Масленицу только хотел я провесть в Риме, а вот живу здесь уже третий месяц и — оторваться не могу. Я не в силах успокоиться, опомниться от всего, что привлекает здесь мое внимание, возбуждает удивление и наполняет сердце вместе и благоговением и печалию. О многом я тебе уже писал; о несравненно большем не в состоянии еще писать: мысли мои еще не оселись; чувства слишком еще взволнованны; впечатления от всего, что видел, что вижу каждый день, не преобразились еще в ясные понятия, в сведения. Дай мне, друг, прийти в себя; теперь в моей голове все смешано, все сбито: века древние, средние, наш, церкви и виллы, Наполеон и папы, капуцины и цесари, Пульчинелло и Катон Утический, конфетти и развалины, и сто других предметов, сходных и несходных между собою, так и рвутся под перо мое. Не знаю, с чего начать, на чем остановиться. Лучше бы было всего, если бы ты мог сам перенестись ко мне в гостиницу синьора Бенедетто, откуда к тебе пишу: тогда бы ты сам бродил со мною из Ватикана в Колисей, из Колисея в собор св. Петра, оттуда в Кампо-Вакчино, в Кампидольо, в виллу Боргезе и — пересказать не успею — куда. Я не в состоянии заочно быть твоим чичероне, потому что, пробыв здесь около десяти недель и каждым днем пользуясь, по сю пору теряюсь в этом лавиринфе. Проезд через Германию успокоит меня; ворочусь в Петербург и стану вам рассказывать о вечном Риме подробно, ясно, отчетливо; между тем Рим, хаос величия и нищеты, кладбище славы, оставляю не без сожаления; пишу это смело — вы не поймете меня криво, ты и Надинька. «Рим, — отвечаешь ты мне, — очаровал тебя; ты не можешь скоро оторваться от него: это понятно. Описания чудес Рима также от тебя еще не требуем. Да полно начинать письма свои антитезами! они ни к чему не ведут и ни о чем не могут дать понятия. Скажи нам слова два о самом себе и — рассудительно. Рим очень занимателен, но в Риме сердечное наше участие возбуждает один Юрий Пронский». О самом себе — когда вся личность моя заглушена и подавлена, когда все мое бытие поглощено великими остатками древности и еще величайшими воспоминаниями, такими, каких никакое другое место в целом мире не представляет воображению?..

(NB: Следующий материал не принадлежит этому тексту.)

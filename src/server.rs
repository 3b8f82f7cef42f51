use std::sync::Arc;

use axum::{
    body::Bytes,
    extract::{Query, State},
    http::{HeaderMap, StatusCode},
    routing::{get, post},
    Router,
};
use serde::Deserialize;
use tracing::{debug, error, info, warn};

use crate::auth;
use crate::bot::DonateBot;
use crate::config::Config;
use crate::platform::types::Update;
use crate::platform::PlatformApi;
use crate::register::{self, RegistrationError, WEBHOOK_PATH};

pub const SECRET_HEADER: &str = "x-telegram-bot-api-secret-token";

/// Present only when a bot token is configured.
struct Platform {
    api: Arc<dyn PlatformApi>,
    bot: Arc<DonateBot>,
}

/// Shared, read-only state of the HTTP endpoints.
pub struct AppState {
    platform: Option<Platform>,
    webhook_secret: Option<String>,
    setup_key: Option<String>,
}

impl AppState {
    /// `api` is `None` when no bot token is configured; every endpoint then
    /// fails closed.
    pub fn new(config: &Config, api: Option<Arc<dyn PlatformApi>>) -> Self {
        let platform = api.map(|api| Platform {
            bot: Arc::new(DonateBot::new(
                api.clone(),
                config.telegram.owner_id,
                config.log_chat_id(),
            )),
            api,
        });

        Self {
            platform,
            webhook_secret: config.webhook_secret().map(str::to_string),
            setup_key: config.setup_key().map(str::to_string),
        }
    }
}

pub fn router(state: Arc<AppState>) -> Router {
    Router::new()
        .route(WEBHOOK_PATH, post(handle_webhook))
        .route("/setup", get(handle_setup))
        .route("/healthz", get(health_check))
        .with_state(state)
}

async fn health_check() -> &'static str {
    "ok"
}

/// Acknowledge the delivery at once and process it on a detached task.
///
/// The body is taken as raw bytes so that token and secret checks run before
/// anything about its content is known.
async fn handle_webhook(
    State(state): State<Arc<AppState>>,
    headers: HeaderMap,
    body: Bytes,
) -> (StatusCode, &'static str) {
    let Some(platform) = &state.platform else {
        error!("Rejecting update: bot token is not configured");
        return (StatusCode::SERVICE_UNAVAILABLE, "bot token not configured");
    };

    if let Some(expected) = state.webhook_secret.as_deref() {
        let observed = headers
            .get(SECRET_HEADER)
            .and_then(|v| v.to_str().ok())
            .unwrap_or("");
        if !auth::secret_matches(observed, expected) {
            warn!("Rejecting update: webhook secret mismatch");
            return (StatusCode::FORBIDDEN, "forbidden");
        }
    }

    match serde_json::from_slice::<Update>(&body) {
        Ok(update) => {
            debug!(update_id = update.update_id, "Update received");
            let bot = platform.bot.clone();
            tokio::spawn(async move {
                bot.handle_update(update).await;
            });
        }
        // Acknowledged anyway so Telegram does not redeliver it forever.
        Err(e) => warn!("Discarding undecodable update: {}", e),
    }

    (StatusCode::OK, "ok")
}

#[derive(Debug, Deserialize)]
struct SetupQuery {
    key: Option<String>,
}

async fn handle_setup(
    State(state): State<Arc<AppState>>,
    Query(query): Query<SetupQuery>,
    headers: HeaderMap,
) -> (StatusCode, String) {
    let Some(platform) = &state.platform else {
        error!("Refusing webhook registration: bot token is not configured");
        return (
            StatusCode::SERVICE_UNAVAILABLE,
            "bot token not configured".to_string(),
        );
    };

    let result = register::register_webhook(
        platform.api.as_ref(),
        query.key.as_deref(),
        state.setup_key.as_deref(),
        state.webhook_secret.as_deref(),
        &headers,
    )
    .await;

    match result {
        Ok(registration) => {
            info!("Webhook set to {}", registration.url);
            (
                StatusCode::OK,
                format!(
                    "Webhook set to {}\n\nTelegram replied: {}",
                    registration.url, registration.result
                ),
            )
        }
        Err(RegistrationError::Unauthorized) => (StatusCode::FORBIDDEN, "forbidden".to_string()),
        Err(e @ RegistrationError::MissingHost) => (StatusCode::BAD_REQUEST, e.to_string()),
        Err(RegistrationError::Platform(e)) => {
            error!("Webhook registration failed: {}", e);
            (
                StatusCode::BAD_GATEWAY,
                format!("Webhook registration failed: {}", e.description),
            )
        }
    }
}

На слова о моем здоровии: оно совершенно поправилось. Портрет, который посылаю Надиньке, покажет вам, что сбросил уж и повязку. Широкий рубец на лбу — единственный памятник того сабельного удара, который было меня чуть не навсегда разлучил с вами, друзья мои. Портрет этот писан в подарок любви рукою дружбы. Так, Володя, дружбы; тебя, конечно, никто мне не заменит; никто в моем сердце не займет того священного уголка, который я отвел исключительно тебе; с тобою я вырос, тебя люблю с той поры, как начал чувствовать, буду любить, пока не перестану чувствовать. Но ужели сердце человеческое так бедно, что не может быть предано в одно время двум, даже трем, хотя и не с одинаковым жаром, не в одинаковой степени? Способность удивляться всему прекрасному, дорожить всем благородным и высоким не единственное ли право мое и на твою дружбу?
Помнишь ли, что еще из Ниццы я писал тебе о живописце, который встретился мне в кофейне на Piazzo di Vittorio? Стыжусь и вспомнить, как на меня подействовала эта встреча, потому что этот живописец — мой Джиованни. Три дня после того письма я отправился в Рим. На первой неделе великого поста выставка картин в Академии: я посетил ее. Не стану много толковать о произведениях нынешних римских художников: итальянцы кое-как влачатся по следам Батони и Менгса. Немцы все почти метят в Луки Кранахи; и должно отдать им справедливость: их кисть деревянная, сухая точно вызывает из гроба младенчество искусства, но только труп его — души, которая одна в глазах истинного любителя придает неотъемлемое достоинство старинным картинам, души-то именно в их подражаниях и нет. Французы, хотя и очень хвастают своею новою школою, вообще по-прежнему театральны. Об англичанах и говорить нечего.